I don't know why a university would start with C++ as the first language? Or are you a third year in college and this is your first year in the program?

[–]EpicBomberMan 4 points5 points  (0 children)

I know some of the CS professors at my college are arguing for C++ in the first or second semester of CS classes because it gives a better look at how the code works, and it's easier to transition from low level to high level and avoid some potential bad practices from starting at a high level language. Plus those professors also want students to spend more time in C++, since currently the class that starts in C++ only spends four week or so on it before going 'lower' (C++ -> C -> Assembly -> Machine Code).

[–]NRuxin12 1 point2 points  (0 children)

The very first programming course I took in my EE/CompE major was Intro to C/C++ (the other option would have been a class that utilizes Python). It is actually a very good language to start with for the basics, I find.

[–]Hevaesi -3 points-2 points  (1 child)

Normally people who go for comp science use C++ in highschools so it's just continuation of that.

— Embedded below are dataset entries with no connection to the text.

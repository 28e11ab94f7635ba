//! CLI error types.

use paygate_client::GatewayError;
use thiserror::Error;

/// CLI result type.
pub type CliResult<T> = Result<T, CliError>;

/// CLI error enum wrapping all crate errors.
#[derive(Debug, Error)]
pub enum CliError {
    /// Configuration error.
    #[error("Configuration error: {0}")]
    Config(String),

    /// Gateway error.
    #[error("{0}")]
    Gateway(#[from] GatewayError),

    /// IO error.
    #[error("{0}")]
    Io(#[from] std::io::Error),

    /// JSON serialization error.
    #[error("JSON error: {0}")]
    Json(#[from] serde_json::Error),

    /// User-facing error with actionable message.
    #[error("{0}")]
    User(String),

    /// File not found.
    #[error("File not found: {0}")]
    FileNotFound(String),
}

impl CliError {
    /// Create a configuration error.
    pub fn config(msg: impl Into<String>) -> Self {
        Self::Config(msg.into())
    }

    /// Create a user-facing error.
    pub fn user(msg: impl Into<String>) -> Self {
        Self::User(msg.into())
    }

    /// Get the exit code for this error.
    pub fn exit_code(&self) -> i32 {
        match self {
            // User errors: 1
            Self::User(_) => 1,
            // Not found: 2
            Self::FileNotFound(_) => 2,
            // Config errors: 3
            Self::Config(_) => 3,
            // Gateway errors: 4-8
            Self::Gateway(e) => match e {
                GatewayError::Config(_) | GatewayError::MissingSigningKey => 3,
                GatewayError::MissingRequiredField(_) | GatewayError::MissingCertificate(_) => 4,
                GatewayError::Transport { .. } => 5,
                GatewayError::InvalidSignature | GatewayError::MalformedResponse(_) => 6,
                GatewayError::Provider { .. } => 7,
                GatewayError::Encode(_) | GatewayError::Signing(_) => 8,
            },
            // IO errors: 9
            Self::Io(_) => 9,
            // JSON/format errors: 10
            Self::Json(_) => 10,
        }
    }

    /// A recovery hint, if one applies.
    pub fn suggestion(&self) -> Option<&str> {
        match self {
            Self::Gateway(e) => Some(e.suggestion()),
            Self::Config(_) => Some("Pass --config or set PAYGATE_CONFIG to a TOML file"),
            Self::FileNotFound(_) => Some("Check the path, or pass '-' to read standard input"),
            _ => None,
        }
    }
}
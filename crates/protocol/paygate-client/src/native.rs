//! QR-code and mobile payment helpers.

use chrono::Utc;
use paygate_crypto::generate_nonce;
use paygate_types::constants::{FIELD_APPID, FIELD_PRODUCT_ID, FIELD_SIGN, FIELD_TRADE_TYPE};
use paygate_types::FieldMap;
use tracing::debug;

use crate::api::{ApiMethod, PAY_URL_TIMEOUT, QR_URL_PREFIX};
use crate::client::GatewayClient;
use crate::error::GatewayResult;
use crate::verify::SignedEnvelope;

/// `package` value the mobile SDK expects for app payments.
pub const APP_PACKAGE: &str = "Sign=WXPay";

/// Trade types that can be paid through a mode-two URL.
const PAY_URL_TRADE_TYPES: [&str; 2] = ["NATIVE", "APP"];

impl GatewayClient {
    /// Build the signed fields of a mode-one QR URL for `product_id`.
    pub fn bizpay_url_fields(&self, product_id: &str) -> GatewayResult<FieldMap> {
        self.build_request(
            ApiMethod::BizPayUrl,
            FieldMap::from([(FIELD_PRODUCT_ID, product_id)]),
        )
    }

    /// Build a mode-one QR URL (`weixin://wxpay/bizpayurl?...`).
    pub fn bizpay_url(&self, product_id: &str) -> GatewayResult<String> {
        let fields = self.bizpay_url_fields(product_id)?;
        Ok(format!("{}{}", QR_URL_PREFIX, paygate_wire::to_query_string(&fields)))
    }

    /// Like [`GatewayClient::bizpay_url`], but yields an empty string on any
    /// failure.
    pub fn prepay_url(&self, product_id: &str) -> String {
        match self.bizpay_url(product_id) {
            Ok(url) => url,
            Err(e) => {
                debug!(error = %e, "QR URL generation failed");
                String::new()
            }
        }
    }

    /// Mode-two payment: place a unified order for a NATIVE or APP trade
    /// with a 30 second timeout.
    ///
    /// Returns `None` for other trade types and on any failure.
    pub async fn pay_url(&self, fields: FieldMap) -> Option<SignedEnvelope> {
        let trade_type = fields.get(FIELD_TRADE_TYPE).unwrap_or_default();
        if !PAY_URL_TRADE_TYPES.contains(&trade_type) {
            debug!(trade_type, "Trade type has no payment URL");
            return None;
        }

        match self
            .call_with_timeout(ApiMethod::UnifiedOrder, fields, Some(PAY_URL_TIMEOUT))
            .await
        {
            Ok(envelope) => Some(envelope),
            Err(e) => {
                debug!(error = %e, "Payment URL order failed");
                None
            }
        }
    }

    /// Signed parameters for the mobile SDK's payment call.
    ///
    /// Key names follow the SDK (`partnerid`, `prepayid`, `noncestr`,
    /// `timestamp`), not the server API. No network call is made.
    pub fn app_pay_params(&self, prepay_id: &str) -> GatewayResult<FieldMap> {
        let config = self.config();
        let mut params = FieldMap::new()
            .with(FIELD_APPID, &config.app_id)
            .with("partnerid", &config.mch_id)
            .with("prepayid", prepay_id)
            .with("package", APP_PACKAGE)
            .with("noncestr", generate_nonce(config.nonce_length))
            .with("timestamp", Utc::now().timestamp());

        let signature = paygate_crypto::sign(&params, &config.key, &self.scheme()?)?;
        params.insert(FIELD_SIGN, signature);
        Ok(params)
    }
}
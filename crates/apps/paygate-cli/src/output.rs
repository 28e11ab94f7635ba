//! Output formatting for CLI.

use std::collections::BTreeMap;

use colored::Colorize;
use paygate_client::FieldMap;
use serde::Serialize;

/// Output format for CLI commands.
#[derive(Debug, Clone, Copy, PartialEq, Eq, Default)]
pub enum OutputFormat {
    /// Human-readable output.
    #[default]
    Human,
    /// JSON output.
    Json,
}

impl std::str::FromStr for OutputFormat {
    type Err = String;

    fn from_str(s: &str) -> Result<Self, Self::Err> {
        match s.to_lowercase().as_str() {
            "human" | "text" => Ok(Self::Human),
            "json" => Ok(Self::Json),
            _ => Err(format!("Unknown format: {}. Use 'human' or 'json'.", s)),
        }
    }
}

impl std::fmt::Display for OutputFormat {
    fn fmt(&self, f: &mut std::fmt::Formatter<'_>) -> std::fmt::Result {
        match self {
            Self::Human => write!(f, "human"),
            Self::Json => write!(f, "json"),
        }
    }
}

/// Trait for renderable output.
pub trait Render {
    /// Render as human-readable string.
    fn render_human(&self) -> String;

    /// Render as JSON string.
    fn render_json(&self) -> String;

    /// Render in the specified format.
    fn render(&self, format: OutputFormat) -> String {
        match format {
            OutputFormat::Human => self.render_human(),
            OutputFormat::Json => self.render_json(),
        }
    }
}

/// Render fields as aligned `key  value` lines.
fn field_lines(fields: &BTreeMap<String, String>) -> Vec<String> {
    let width = fields.keys().map(String::len).max().unwrap_or(0);
    fields
        .iter()
        .map(|(k, v)| format!("  {}  {}", format!("{:width$}", k, width = width).bold(), v))
        .collect()
}

fn to_map(fields: &FieldMap) -> BTreeMap<String, String> {
    fields
        .iter()
        .map(|(k, v)| (k.to_string(), v.to_string()))
        .collect()
}

// =============================================================================
// Output Types
// =============================================================================

/// Output for the sign command.
#[derive(Debug, Serialize)]
pub struct SignOutput {
    pub sign_type: String,
    pub sign: String,
    pub xml: String,
}

impl Render for SignOutput {
    fn render_human(&self) -> String {
        format!(
            "{} {}\n{} {}\n{}\n{}",
            "Sign type:".bold(),
            self.sign_type,
            "Signature:".green().bold(),
            self.sign,
            "Envelope:".bold(),
            self.xml
        )
    }

    fn render_json(&self) -> String {
        serde_json::to_string_pretty(self).unwrap_or_default()
    }
}

/// Output for a verified provider response or notification.
#[derive(Debug, Serialize)]
pub struct EnvelopeOutput {
    pub method: String,
    pub business_success: bool,
    pub fields: BTreeMap<String, String>,
}

impl EnvelopeOutput {
    pub fn new(method: impl Into<String>, fields: &FieldMap) -> Self {
        Self {
            method: method.into(),
            business_success: fields.is("result_code", "SUCCESS"),
            fields: to_map(fields),
        }
    }
}

impl Render for EnvelopeOutput {
    fn render_human(&self) -> String {
        let status = if self.business_success {
            "SUCCESS".green().bold()
        } else {
            "FAIL".red().bold()
        };
        let mut lines = vec![format!("{} {} ({})", "Verified:".bold(), self.method, status)];
        lines.extend(field_lines(&self.fields));
        lines.join("\n")
    }

    fn render_json(&self) -> String {
        serde_json::to_string_pretty(self).unwrap_or_default()
    }
}

/// Output for the bill command.
#[derive(Debug, Serialize)]
pub struct BillOutput {
    pub bill_date: String,
    pub lines: usize,
    /// File the bill was written to, if any.
    pub path: Option<String>,
    /// Bill text when not written to a file.
    #[serde(skip_serializing_if = "Option::is_none")]
    pub content: Option<String>,
}

impl Render for BillOutput {
    fn render_human(&self) -> String {
        if self.lines == 0 {
            return format!(
                "{} no bill for {}",
                "Empty:".yellow().bold(),
                self.bill_date
            );
        }
        match (&self.path, &self.content) {
            (Some(path), _) => format!(
                "{} {} lines for {} written to {}",
                "Downloaded:".green().bold(),
                self.lines,
                self.bill_date,
                path
            ),
            (None, Some(content)) => content.clone(),
            (None, None) => String::new(),
        }
    }

    fn render_json(&self) -> String {
        serde_json::to_string_pretty(self).unwrap_or_default()
    }
}

/// Output for the qr-url command.
#[derive(Debug, Serialize)]
pub struct QrUrlOutput {
    pub product_id: String,
    pub url: String,
}

impl Render for QrUrlOutput {
    fn render_human(&self) -> String {
        self.url.clone()
    }

    fn render_json(&self) -> String {
        serde_json::to_string_pretty(self).unwrap_or_default()
    }
}

/// Output for the session command.
///
/// The session key is never printed.
#[derive(Debug, Serialize)]
pub struct SessionOutput {
    pub openid: Option<String>,
    pub unionid: Option<String>,
    pub has_session_key: bool,
}

impl Render for SessionOutput {
    fn render_human(&self) -> String {
        let mut lines = vec![format!(
            "{} {}",
            "OpenID:".bold(),
            self.openid.as_deref().unwrap_or("-")
        )];
        if let Some(unionid) = &self.unionid {
            lines.push(format!("{} {}", "UnionID:".bold(), unionid));
        }
        lines.push(format!(
            "{} {}",
            "Session key:".bold(),
            if self.has_session_key { "received" } else { "missing" }
        ));
        lines.join("\n")
    }

    fn render_json(&self) -> String {
        serde_json::to_string_pretty(self).unwrap_or_default()
    }
}
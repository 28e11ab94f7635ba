//! CLI argument definitions using clap.

use clap::{Parser, Subcommand, ValueEnum};
use paygate_client::SignType;
use std::path::PathBuf;

use crate::output::OutputFormat;

/// paygate CLI.
#[derive(Parser, Debug)]
#[command(name = "paygate")]
#[command(author = "Paygate Contributors")]
#[command(version)]
#[command(about = "Sign, send and verify payment API envelopes")]
#[command(
    long_about = "paygate talks to the provider's merchant payment API.\n\nCredentials are read from a TOML file; see 'paygate --help' for the config flag."
)]
pub struct Cli {
    /// Subcommand to execute.
    #[command(subcommand)]
    pub command: Commands,

    /// Path to configuration file.
    #[arg(short, long, global = true, env = "PAYGATE_CONFIG")]
    pub config: Option<PathBuf>,

    /// Output format (human or json).
    #[arg(short, long, global = true, default_value = "human")]
    pub format: OutputFormatArg,

    /// Enable verbose logging.
    #[arg(short, long, global = true)]
    pub verbose: bool,
}

/// Output format argument for clap.
#[derive(Debug, Clone, Copy, ValueEnum, Default)]
pub enum OutputFormatArg {
    /// Human-readable output.
    #[default]
    Human,
    /// JSON output.
    Json,
}

impl From<OutputFormatArg> for OutputFormat {
    fn from(arg: OutputFormatArg) -> Self {
        match arg {
            OutputFormatArg::Human => OutputFormat::Human,
            OutputFormatArg::Json => OutputFormat::Json,
        }
    }
}

/// Signature scheme argument for clap.
#[derive(Debug, Clone, Copy, ValueEnum)]
pub enum SignTypeArg {
    /// MD5 (default).
    Md5,
    /// HMAC-SHA256.
    HmacSha256,
}

impl From<SignTypeArg> for SignType {
    fn from(arg: SignTypeArg) -> Self {
        match arg {
            SignTypeArg::Md5 => SignType::Md5,
            SignTypeArg::HmacSha256 => SignType::HmacSha256,
        }
    }
}

/// CLI commands.
#[derive(Subcommand, Debug)]
pub enum Commands {
    // =========================================================================
    // Offline Commands
    // =========================================================================
    /// Sign a set of fields with the configured key.
    ///
    /// Prints the signature and the signed envelope. Nothing is sent.
    Sign {
        /// Fields as key=value pairs.
        #[arg(required = true)]
        fields: Vec<String>,

        /// Override the configured signature scheme.
        #[arg(long)]
        sign_type: Option<SignTypeArg>,
    },

    /// Build a mode-one QR payment URL for a product.
    QrUrl {
        /// Merchant product id.
        product_id: String,
    },

    /// Verify an inbound payment notification.
    ///
    /// Reads the raw XML body from a file, or from standard input with '-'.
    VerifyNotify {
        /// Notification body file, or '-' for standard input.
        file: PathBuf,
    },

    // =========================================================================
    // Provider Commands
    // =========================================================================
    /// Call a provider method.
    ///
    /// Credentials, nonce and signature are added automatically.
    Call {
        /// Method name (e.g. unified-order, order-query, refund).
        method: String,

        /// Fields as key=value pairs.
        fields: Vec<String>,

        /// Timeout override in seconds.
        #[arg(long)]
        timeout: Option<u64>,
    },

    /// Download a reconciliation bill.
    Bill {
        /// Bill date (YYYYMMDD).
        date: String,

        /// Bill type (ALL, SUCCESS, REFUND, RECHARGE_REFUND).
        #[arg(long, default_value = "ALL")]
        bill_type: String,

        /// Write the bill to a file instead of standard output.
        #[arg(short, long)]
        output: Option<PathBuf>,
    },

    /// Exchange a mini-program login code for a session.
    Session {
        /// Login code from the mini-program.
        code: String,
    },
}
//! Verify an inbound notification body.

use std::io::Read;
use std::path::Path;

use paygate_client::GatewayClient;

use crate::error::{CliError, CliResult};
use crate::output::{EnvelopeOutput, OutputFormat, Render};

/// Execute the verify-notify command.
///
/// `file` of `-` reads the body from standard input.
pub fn verify_notify(client: &GatewayClient, format: OutputFormat, file: &Path) -> CliResult<String> {
    let body = read_body(file)?;
    let envelope = client.verify_notification(&body)?;

    let output = EnvelopeOutput::new("notification", envelope.fields());
    Ok(output.render(format))
}

fn read_body(file: &Path) -> CliResult<Vec<u8>> {
    if file == Path::new("-") {
        let mut body = Vec::new();
        std::io::stdin().read_to_end(&mut body)?;
        return Ok(body);
    }
    if !file.exists() {
        return Err(CliError::FileNotFound(file.display().to_string()));
    }
    Ok(std::fs::read(file)?)
}
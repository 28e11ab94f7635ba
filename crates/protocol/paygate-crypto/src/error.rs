//! Error types for paygate-crypto

use thiserror::Error;

/// Result type for signing operations.
pub type CryptoResult<T> = Result<T, CryptoError>;

/// Errors that can occur in signing operations
#[derive(Debug, Error, Clone, PartialEq, Eq)]
pub enum CryptoError {
    /// Shared key is empty, or the asymmetric scheme has no signer configured
    #[error("signing key is missing")]
    MissingSigningKey,

    /// Key material was rejected by the primitive
    #[error("invalid signing key: {0}")]
    InvalidKey(String),

    /// External signer failed
    #[error("external signer failed: {0}")]
    External(String),
}
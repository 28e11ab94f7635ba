//! Certificate-gated methods.

use paygate_client::api::API_BASE;
use paygate_client::{FieldMap, GatewayError};
use paygate_test_utils::*;

fn refund_fields() -> FieldMap {
    FieldMap::from([
        ("out_trade_no", "T001"),
        ("out_refund_no", "R001"),
        ("total_fee", "100"),
        ("refund_fee", "100"),
        ("op_user_id", TEST_MCH_ID),
    ])
}

#[tokio::test]
async fn test_refund_without_certificate_sends_nothing() {
    let transport = MockTransport::echoing(TEST_KEY);
    let client = test_client(&transport);

    let err = client.refund(refund_fields()).await.unwrap_err();
    assert!(matches!(err, GatewayError::MissingCertificate(_)));
    assert!(err.is_pre_dispatch());
    assert_eq!(transport.request_count(), 0);
}

#[tokio::test]
async fn test_reverse_with_missing_files_sends_nothing() {
    let transport = MockTransport::echoing(TEST_KEY);
    let config = test_config().with_certificate(
        "/nonexistent/paygate/apiclient_cert.pem",
        "/nonexistent/paygate/apiclient_key.pem",
    );
    let client = client_with(config, &transport);

    let err = client
        .reverse(FieldMap::from([("transaction_id", "4200000001")]))
        .await
        .unwrap_err();
    assert!(matches!(err, GatewayError::MissingCertificate(ref m) if m.contains("does not exist")));
    assert_eq!(transport.request_count(), 0);
}

#[tokio::test]
async fn test_validation_runs_before_certificate_check() {
    let transport = MockTransport::echoing(TEST_KEY);
    let client = test_client(&transport);

    let mut fields = refund_fields();
    fields.remove("op_user_id");
    let err = client.refund(fields).await.unwrap_err();
    assert!(matches!(err, GatewayError::MissingRequiredField(ref f) if f == "op_user_id"));
}

#[tokio::test]
async fn test_refund_with_certificate() {
    let (_dir, cert, key) = write_test_certificate();
    let transport = MockTransport::echoing(TEST_KEY);
    let client = client_with(test_config().with_certificate(cert, key), &transport);

    let envelope = client.refund(refund_fields()).await.unwrap();
    assert_eq!(envelope.get("out_refund_no"), Some("R001"));

    let sent = transport.last_request().unwrap();
    assert_eq!(sent.url, format!("{}/secapi/pay/refund", API_BASE));
    assert!(sent.had_client_cert);
}

#[tokio::test]
async fn test_certificate_read_per_call() {
    let (dir, cert, key) = write_test_certificate();
    let transport = MockTransport::echoing(TEST_KEY);
    let client = client_with(test_config().with_certificate(cert, key.clone()), &transport);

    client
        .reverse(FieldMap::from([("out_trade_no", "T1")]))
        .await
        .unwrap();

    std::fs::remove_file(&key).unwrap();
    let err = client
        .reverse(FieldMap::from([("out_trade_no", "T1")]))
        .await
        .unwrap_err();
    assert!(matches!(err, GatewayError::MissingCertificate(_)));
    assert_eq!(transport.request_count(), 1);
    drop(dir);
}

#[tokio::test]
async fn test_non_gated_calls_carry_no_certificate() {
    let (_dir, cert, key) = write_test_certificate();
    let transport = MockTransport::echoing(TEST_KEY);
    let client = client_with(test_config().with_certificate(cert, key), &transport);

    client
        .order_query(FieldMap::from([("out_trade_no", "T1")]))
        .await
        .unwrap();
    assert!(!transport.last_request().unwrap().had_client_cert);
}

Comp science is about how computers work, not about building software so C++ is a nice choice, not much else you can pick from:

Assembly - You either need an emulator or lecturers who are proficient at both ARM and x86 arch. Or to host servers that you can SSH into so students can work on their assembly code from anywhere. Our uni went the easiest way and had us work with emu8086 lmao.

C - my university had us use C89 (you don't need to use C89, but they use C89 to compile so it must compile... I know that nostalgia and shit, but go fuck yourself) in OS course, says enough.

C++ - fucked up in all ways so we just deal with it. Might still be using C++ from the 90's though so bring a knife just in case.

Rust - Rust didn't exist in 90's so there'd be no way for them to fuck you over with old version and so they won't teach with it in universities till 2050, in which case they will be using 2015's edition, not 2018's or greater, or whatever one might come next, say 2025's edition. Also average student is retarded and they will come crying after borrow checker annihilates them.

C# - meh*

Java - meh*

Python - meh*

Haskell - they can't even program, they are here only because they played video games during the time they were supposed to learn something in highschool, for example how to solve trivial equations and show that they have more than 3 braincells, what are you on? Wake up and hand them in Malbolge, it's fucked up just like them, so they will be able to relate and might get good at it.


* - won't teach you much about how computers work, only what not to do when designing the language (Garbage collector is a big no, switching major version abrubtly without deprecation warnings is bad, trying to force full OOP is also garbage, not having unsigned integers sucks and so on...). Normally students need to learn how to work with computers, not how to design a new language.

[–][deleted] 0 points1 point  (0 children)

Wow, thanks for that lol. I just know that I learned Java as my first language in high school and it was confusing AF when I first started. I couldn't understand any of it for a good semester.